I would do what the standard tells me to do, which is to *ignore the undefined b...

cokernel_hacker · on Sept 5, 2024

So let's change it up a bit.

  typedef int (*pfn)(void);
  int g(void);
  int h(void);

  pfn f(double x) {
    switch ((long long)x) {
    case 0:
      return g;
    case 17:
      return h;
    }
  }

If I understand your perspective correctly, `f` should return whatever happens to be in rax if the caller does not pass in a number which truncates to 0 or 17?

torstenvl · on Sept 5, 2024

More or less, yes.

I quibble with "should return" because I don't think it's accurate to say it "should" do anything in any specific set of circumstances. In fact, I'm saying the opposite: it should generate the generic, semantic code translation of what is actually written in source, and if it happens to "return whatever happens to be in rax" (as is likely on x64), then so be it.

In my view, that's what "ignoring the situation completely with unpredictable results" means.

nlewycky · on Sept 5, 2024

Why isn't that fine? The compiler ignored the undefined behavior it didn't detect.

torstenvl · on Sept 5, 2024

No. No honest person can claim that making a decision predicated on the existence of X is the same as "ignoring" X.

nlewycky · on Sept 5, 2024

This is the most normal case though, isn't it? Suppose a very simple compiler, one that sees a function so it writes out the prologue, it sees the switch so it writes out the jump tables, it sees each return statement so it writes out the code that returns the values, then it sees the function closing brace and writes out a function epilogue. The problem is that the epilogue is wrong because there is no return statement returning a value, the epilogue is only correct if the function has void return type. Depending on ABI, the function returns to a random address.

Most of the time people accuse compilers of finding and exploiting UB and say they wish it would just emit the straight-forward code, as close to writing out assembly matching the input C code expression by expression as possible. Here you have an example where the compiler never checked for UB let alone proved presence of UB in any sense, it trusted the user, it acted like a high-level assembler, yet this compiler is still not ignoring UB for you? What does it take? Adding runtime checks for the UB case is ignoring? Having the compiler find the UB paths to insert safety code is ignoring?

torstenvl · on Sept 6, 2024

> the epilogue is only correct if the function has void return type

That's a lie.

> Adding runtime checks for the UB case is ignoring? Having the compiler find the UB paths to insert safety code is ignoring?

Don't come onto HN with the intent of engaging in bad faith.

nlewycky · on Sept 8, 2024

> > the epilogue is only correct if the function has void return type

> That's a lie.

All C functions return via a return statement with expression (only for non-void functions), a return statement without an expression (only for void functions) or by the closing of function scope (only for void functions). True?

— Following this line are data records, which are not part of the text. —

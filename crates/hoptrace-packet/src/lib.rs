//! Packet wire format parsing and building.
//!
//! The following packets are supported:
//! - `ICMPv4` (the generic envelope, `TimeExceeded` and `EchoReply`)
//! - `IPv4`
//!
//! # Endianness
//!
//! The internal representation is held in network byte order (big-endian) and
//! all accessor methods take and return data in host byte order, converting as
//! necessary for the given architecture.
//!
//! # Example
//!
//! The following example parses an `IPv4` header and asserts its fields:
//!
//! ```rust
//! # fn main() -> anyhow::Result<()> {
//! use hoptrace_packet::ipv4::Ipv4Packet;
//!
//! let buf = hex_literal::hex!(
//!     "45 00 00 1c 00 01 40 00 01 11 ab cd c0 a8 01 64 08 08 08 08"
//! );
//! let packet = Ipv4Packet::new_view(&buf)?;
//! assert_eq!(4, packet.get_version());
//! assert_eq!(1, packet.get_ttl());
//! assert_eq!(std::net::Ipv4Addr::new(8, 8, 8, 8), packet.get_destination());
//! # Ok(())
//! # }
//! ```
#![forbid(unsafe_code)]

mod buffer;

/// Packet errors.
pub mod error;

/// `ICMPv4` packets.
pub mod icmpv4;

/// `IPv4` packets.
pub mod ipv4;

/// The IP packet next layer protocol.
#[derive(Debug, Clone, Copy, Eq, PartialEq)]
pub enum IpProtocol {
    Icmp,
    Udp,
    Other(u8),
}

impl IpProtocol {
    #[must_use]
    pub const fn id(self) -> u8 {
        match self {
            Self::Icmp => 1,
            Self::Udp => 17,
            Self::Other(id) => id,
        }
    }
}

impl From<u8> for IpProtocol {
    fn from(id: u8) -> Self {
        match id {
            1 => Self::Icmp,
            17 => Self::Udp,
            p => Self::Other(p),
        }
    }
}

/// Format a payload as a hexadecimal string.
#[must_use]
pub fn fmt_payload(bytes: &[u8]) -> String {
    use itertools::Itertools as _;
    format!("{:02x}", bytes.iter().format(" "))
}

#[cfg(test)]
mod tests {
    use super::*;

    #[test]
    fn test_ip_protocol_roundtrip() {
        assert_eq!(IpProtocol::Icmp, IpProtocol::from(1));
        assert_eq!(IpProtocol::Udp, IpProtocol::from(17));
        assert_eq!(IpProtocol::Other(6), IpProtocol::from(6));
        assert_eq!(1, IpProtocol::Icmp.id());
        assert_eq!(17, IpProtocol::Udp.id());
        assert_eq!(255, IpProtocol::Other(255).id());
    }

    #[test]
    fn test_fmt_payload() {
        assert_eq!("", fmt_payload(&[]));
        assert_eq!("0b 00 be ef", fmt_payload(&[0x0b, 0x00, 0xbe, 0xef]));
    }
}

The simple "spit out a block of assembly for each thing in the C code" compiler spits out the epilogue that works for void-returning functions, because we reach the end of the function with no return statement. That epilog might happen to work for non-void functions too, but unless we specify an ABI and examine that case, it isn't guaranteed to work for them. So it's not correct to emit it. True?

Where's the lie?

> > Adding runtime checks for the UB case is ignoring? Having the compiler find the UB paths to insert safety code is ignoring?

> Don't come onto HN with the intent of engaging in bad faith.

Always! You too!

The text you quoted was referring to how real compilers handle falling off the end of a non-void function today with -fsanitize=return from UBSan. If I understand you correctly, in your reading a compiler with UBSan enabled is non-conforming because it fails to ignore the situation. That's not an argument as to whether your reading is right or wrong, but I do think UBSan compilation ought to be standard conforming, even if that means we need to add it to the Standard.

To the larger point, because the Standard doesn't define what "ignore" means, the user and implementer can't use it to pin down whether a given UB was ignored or not, and thus whether a given program was miscompiled or not. A compiler rewrites the code into its intermediate IR -- could be Z3 SMT solver or raw Turing Machine or anything -- then writes code back out. Can ignoring be done at any stage in the middle? Once the code has been converted and processed, how can you tell from the assembly output what's been ignored and what hasn't? If you demand certain assembly or semantics, isn't that just defining undefined behaviour? If you don't demand them, and leave the interpretation of "ignore" to the particular implementation of a compiler, yet any output could be valid for some potential design of compiler, why not allow any compiler emit whatever it wants?